The reason I have chosen this article, is I think in a way that I am also in a fashion trying to create artwork that floats in the ‘space between’ that Aitken manages to do so well with his work. Through my reworking of cultural artifacts, I also attempt to create a new world or space for the viewer to inhabit, a place of contemplation that allows for a revisioning of meaning expanded from the original source material. I also anticipate that I may replicate some of Aitken’s concepts as experiments to feed the development of my own practice.

Aitken, Doug, 2016 "Song 1 - Installation projection, Hirshhorn Museum"
Aitken, Doug. 2018  "Youtube playlist".

David Rosetzky

Rosetzky, David. 2012. "Portrait of Cate Blanchett, interview with David Rosetzky at ACCA 2012"

This video is an interview with the artist David Rosetzky detailing the creation of the video work ‘Portrait of Cate Blanchett’, a work commissioned from the National Portrait Gallery in Canberra. It is a video portrait that challenges the traditional unified notion of a portrait to be rather one that is multifaceted, revealing the self as part of component parts rather that a unified whole. It is an interesting analysis of how as an actor she is required to be both in her body, and also an observer of how she is perceived. The notion of the nature of the self or identity in flux is investigated, using the moving image as a medium to explore this. 

I find this video portrait relates to my work as I’m also interested in the concept of how figures negotiate the physical and psychological landscape of the world, and how by the use of imagery of the body in space in my paintings and my planned video / photographic performance works I am exploring similar notions of the depiction of identity as being multi-dimensional, expansive and representative of both the individual and the collective - and thus universally accessible.

Zagala, Anna. 2015. “Making gaps: David Rosetzky's collaborators in conversation
[online]” Artlink, Vol. 35, No. 3, 32-37.

This text is a breakdown of the video work Gaps by David Rosetzky, which was commissioned by the Australian Centre for the Moving Image in Melbourne and Carriageworks in Sydney. It is broken down into elements, detailing involvement, contribution, and understanding of the project by the accounts of the individuals involved. Gaps embodies Rosetzky’s ongoing exploration of personal identity and the relationship – or ‘gaps’ – between self and other through speech, movement.

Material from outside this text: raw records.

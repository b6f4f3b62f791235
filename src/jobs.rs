//! Background indexing jobs: at most one running job per project key.

use std::collections::HashMap;
use std::future::Future;
use std::sync::{Arc, Mutex, MutexGuard, PoisonError};

use chrono::{DateTime, Utc};
use serde::Serialize;
use tokio::runtime::Handle;
use tokio::task::JoinHandle;
use tokio_util::sync::CancellationToken;

use crate::error::{AppError, Result};

#[derive(Debug, Clone, Copy, Default, PartialEq, Eq, Serialize)]
#[serde(rename_all = "snake_case")]
pub enum JobState {
    #[default]
    Idle,
    Running,
    Complete,
    Failed,
}

#[derive(Debug, Clone, Serialize)]
pub struct IndexingProgress {
    pub project: String,
    pub state: JobState,
    pub started_at: Option<DateTime<Utc>>,
    pub completed_at: Option<DateTime<Utc>>,
    pub items_done: usize,
    pub items_total: Option<usize>,
    pub current_item: Option<String>,
    pub last_error: Option<String>,
}

impl IndexingProgress {
    pub fn idle(project: &str) -> Self {
        Self {
            project: project.to_string(),
            state: JobState::Idle,
            started_at: None,
            completed_at: None,
            items_done: 0,
            items_total: None,
            current_item: None,
            last_error: None,
        }
    }
}

/// Partial progress reported by a running job; `None` fields keep their value.
#[derive(Debug, Clone, Default)]
pub struct ProgressUpdate {
    pub items_done: Option<usize>,
    pub items_total: Option<usize>,
    pub current_item: Option<String>,
}

#[derive(Debug, Clone, Copy, PartialEq, Eq, Serialize)]
#[serde(rename_all = "snake_case")]
pub enum StartStatus {
    Started,
    AlreadyRunning,
}

#[derive(Debug, Clone, Serialize)]
pub struct StartOutcome {
    pub status: StartStatus,
    pub progress: IndexingProgress,
}

struct Jobs {
    progress: HashMap<String, IndexingProgress>,
    last_completed: HashMap<String, DateTime<Utc>>,
    handles: HashMap<String, JoinHandle<()>>,
    cancel: CancellationToken,
}

/// Runs indexing jobs on the runtime it was created in.
#[derive(Clone)]
pub struct JobScheduler {
    jobs: Arc<Mutex<Jobs>>,
    runtime: Handle,
    yield_every: usize,
}

/// Handed to every runner: progress reporting plus the cooperative
/// cancellation point.
pub struct JobContext {
    project: String,
    scheduler: JobScheduler,
    cancel: CancellationToken,
}

impl JobContext {
    pub fn project(&self) -> &str {
        &self.project
    }

    pub fn update(&self, update: ProgressUpdate) {
        self.scheduler.update(&self.project, update);
    }

    /// Call once per processed item. Yields to the runtime every
    /// `yield_every` items and fails with [`AppError::Cancelled`] once an
    /// abort has been requested.
    pub async fn checkpoint(&self, processed: usize) -> Result<()> {
        if processed > 0 && processed % self.scheduler.yield_every == 0 {
            tokio::task::yield_now().await;
        }
        if self.cancel.is_cancelled() {
            return Err(AppError::Cancelled);
        }
        Ok(())
    }
}

impl JobScheduler {
    /// Must be called from within a tokio runtime; jobs are spawned on it.
    pub fn new(yield_every: usize) -> Self {
        Self {
            jobs: Arc::new(Mutex::new(Jobs {
                progress: HashMap::new(),
                last_completed: HashMap::new(),
                handles: HashMap::new(),
                cancel: CancellationToken::new(),
            })),
            runtime: Handle::current(),
            yield_every: yield_every.max(1),
        }
    }

    fn lock(&self) -> MutexGuard<'_, Jobs> {
        self.jobs.lock().unwrap_or_else(PoisonError::into_inner)
    }

    /// Start `runner` for `project` unless a job for it is already running.
    /// Never waits for the runner.
    pub fn start<F, Fut>(&self, project: &str, runner: F) -> StartOutcome
    where
        F: FnOnce(JobContext) -> Fut,
        Fut: Future<Output = Result<()>> + Send + 'static,
    {
        let (progress, cancel) = {
            let mut jobs = self.lock();
            if let Some(current) = jobs.progress.get(project) {
                if current.state == JobState::Running {
                    tracing::debug!("indexing already running for {project}");
                    return StartOutcome {
                        status: StartStatus::AlreadyRunning,
                        progress: current.clone(),
                    };
                }
            }
            let progress = IndexingProgress {
                state: JobState::Running,
                started_at: Some(Utc::now()),
                ..IndexingProgress::idle(project)
            };
            jobs.progress.insert(project.to_string(), progress.clone());
            (progress, jobs.cancel.clone())
        };

        let ctx = JobContext {
            project: project.to_string(),
            scheduler: self.clone(),
            cancel,
        };
        let job = runner(ctx);
        let scheduler = self.clone();
        let key = project.to_string();

        tracing::info!("indexing started for {project}");
        // Spawned under the lock: `finish` needs it too, so the handle is
        // recorded before this job can end or a newer one can start.
        let mut jobs = self.lock();
        let handle = self.runtime.spawn(async move {
            // The inner task isolates panics so they surface as a JoinError.
            let outcome = match tokio::spawn(job).await {
                Ok(result) => result.map_err(|e| e.to_string()),
                Err(e) if e.is_panic() => Err(panic_message(e.into_panic())),
                Err(e) => Err(e.to_string()),
            };
            scheduler.finish(&key, outcome);
        });
        jobs.handles.insert(project.to_string(), handle);
        drop(jobs);

        StartOutcome {
            status: StartStatus::Started,
            progress,
        }
    }

    fn finish(&self, project: &str, outcome: std::result::Result<(), String>) {
        let mut jobs = self.lock();
        let now = Utc::now();
        if outcome.is_ok() {
            jobs.last_completed.insert(project.to_string(), now);
        }
        let Some(progress) = jobs.progress.get_mut(project) else {
            return;
        };
        progress.completed_at = Some(now);
        progress.current_item = None;
        match outcome {
            Ok(()) => {
                progress.state = JobState::Complete;
                tracing::info!(
                    "indexing complete for {project} ({} items)",
                    progress.items_done
                );
            }
            Err(message) => {
                progress.state = JobState::Failed;
                tracing::error!("indexing failed for {project}: {message}");
                progress.last_error = Some(message);
            }
        }
    }

    /// Merge a partial update into the project's progress record.
    pub fn update(&self, project: &str, update: ProgressUpdate) {
        let mut jobs = self.lock();
        if let Some(progress) = jobs.progress.get_mut(project) {
            if let Some(done) = update.items_done {
                progress.items_done = done;
            }
            if update.items_total.is_some() {
                progress.items_total = update.items_total;
            }
            if update.current_item.is_some() {
                progress.current_item = update.current_item;
            }
        }
    }

    pub fn is_running(&self, project: &str) -> bool {
        self.lock()
            .progress
            .get(project)
            .is_some_and(|p| p.state == JobState::Running)
    }

    pub fn progress(&self, project: &str) -> IndexingProgress {
        self.lock()
            .progress
            .get(project)
            .cloned()
            .unwrap_or_else(|| IndexingProgress::idle(project))
    }

    /// When the last successful job for `project` finished in this process.
    pub fn last_completed_at(&self, project: &str) -> Option<DateTime<Utc>> {
        self.lock().last_completed.get(project).copied()
    }

    /// Wait for the current job of `project`, if any, to finish.
    pub async fn wait(&self, project: &str) {
        let handle = self.lock().handles.remove(project);
        if let Some(handle) = handle {
            let _ = handle.await;
        }
    }

    /// Ask every running job to stop at its next checkpoint. Jobs started
    /// afterwards are unaffected.
    pub fn abort_all(&self) {
        let mut jobs = self.lock();
        let running = jobs
            .progress
            .values()
            .filter(|p| p.state == JobState::Running)
            .count();
        jobs.cancel.cancel();
        jobs.cancel = CancellationToken::new();
        tracing::info!("abort requested for {running} running indexing job(s)");
    }

    /// Wait for every job spawned so far.
    pub async fn join_all(&self) {
        let handles: Vec<_> = self.lock().handles.drain().map(|(_, h)| h).collect();
        futures::future::join_all(handles).await;
    }
}

fn panic_message(payload: Box<dyn std::any::Any + Send>) -> String {
    if let Some(s) = payload.downcast_ref::<&str>() {
        format!("indexing panicked: {s}")
    } else if let Some(s) = payload.downcast_ref::<String>() {
        format!("indexing panicked: {s}")
    } else {
        "indexing panicked".to_string()
    }
}
//! Embedding providers and the process-wide provider cache.
//!
//! Indexes never own a model. They ask the [`ProviderCache`] for the provider
//! registered under their model id, which loads it on first use and hands the
//! same instance to every later caller.

pub mod nomic;

use std::collections::HashMap;
use std::sync::Arc;

use async_trait::async_trait;
use tokio::sync::Mutex;

use crate::error::{AppError, Result};

/// A loaded feature-extraction model.
#[async_trait]
pub trait EmbeddingProvider: Send + Sync {
    /// Embed a document or code window.
    async fn embed(&self, text: &str) -> Result<Vec<f32>>;

    /// Embed a search query. Models trained with a query instruction override this.
    async fn embed_query(&self, text: &str) -> Result<Vec<f32>> {
        self.embed(text).await
    }

    fn model_id(&self) -> &str;
}

/// Loads a provider for a model id. Synchronous; the cache runs it on the
/// blocking pool.
pub trait ProviderLoader: Send + Sync {
    fn load(&self, model_id: &str) -> Result<Arc<dyn EmbeddingProvider>>;
}

/// Lazily loaded providers memoized by model id.
pub struct ProviderCache {
    loader: Arc<dyn ProviderLoader>,
    providers: Mutex<HashMap<String, Arc<dyn EmbeddingProvider>>>,
}

impl ProviderCache {
    pub fn new(loader: Arc<dyn ProviderLoader>) -> Self {
        Self {
            loader,
            providers: Mutex::new(HashMap::new()),
        }
    }

    /// Return the provider for `model_id`, loading it on first request.
    ///
    /// The map lock is held across the load so concurrent first requests for
    /// the same model wait for a single load instead of racing.
    pub async fn get(&self, model_id: &str) -> Result<Arc<dyn EmbeddingProvider>> {
        let mut providers = self.providers.lock().await;
        if let Some(provider) = providers.get(model_id) {
            return Ok(Arc::clone(provider));
        }

        tracing::info!("loading embedding provider {model_id}");
        let loader = Arc::clone(&self.loader);
        let id = model_id.to_string();
        let provider = tokio::task::spawn_blocking(move || loader.load(&id))
            .await
            .map_err(|e| AppError::Other(e.into()))??;

        providers.insert(model_id.to_string(), Arc::clone(&provider));
        Ok(provider)
    }

    /// Drop every loaded provider; the next request reloads.
    pub async fn clear(&self) {
        self.providers.lock().await.clear();
    }
}

/// Cosine similarity of two vectors. Components missing from the shorter
/// vector count as zero; a zero-length vector scores 0.
pub fn cosine_similarity(a: &[f32], b: &[f32]) -> f32 {
    let len = a.len().max(b.len());
    let mut dot = 0.0f32;
    let mut norm_a = 0.0f32;
    let mut norm_b = 0.0f32;
    for i in 0..len {
        let x = a.get(i).copied().unwrap_or(0.0);
        let y = b.get(i).copied().unwrap_or(0.0);
        dot += x * y;
        norm_a += x * x;
        norm_b += y * y;
    }
    if norm_a == 0.0 || norm_b == 0.0 {
        return 0.0;
    }
    (dot / (norm_a.sqrt() * norm_b.sqrt())).clamp(-1.0, 1.0)
}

With Gaps Rosetzky draws from different video genres, to destabilise character conventions used to establish participant identities. The project also investigates issues of racial difference, and racism underlying in Australian Culture.

The reason why I have chosen this text, is to further investigate and understand the meaning behind the work of David Rosetzky. The area of investigation in this work also relates to my current creative project, as I am also attempting via the use of media imagery and exploration of space, micro / micro, and the digital meta space to explore the gaps we all attempt to negotiate via our relationship to the world and our interpersonal relationships to others.

Rosetzky, David. 2008. "Collage 08".
Rosetzky, David.

Ryan Trecartin

Katamura, Katie. Kunzro, Hari. Oct 2011. "Ryan Trecartin: In conversation"

This online article is an interview with Contemporary Artist Ryan Trecartin. Via questions directed at the artist the writer further investigates and elaborates on the underlying meanings in Trecartin’s work. Trecartin explains that his projects usually start with words, written or audio. Visual components are also linked to linguistic components: logos, products, graphic design, interfaces etc. The script is then expanded from these basic elements, and spatially different characters, signifiers, mentalities and accents form. What is actually filmed then stems from the script in a synergy between script, situation and performers. The performers are given free agency to create something new, to create additional meaning/s that were not originally intended. 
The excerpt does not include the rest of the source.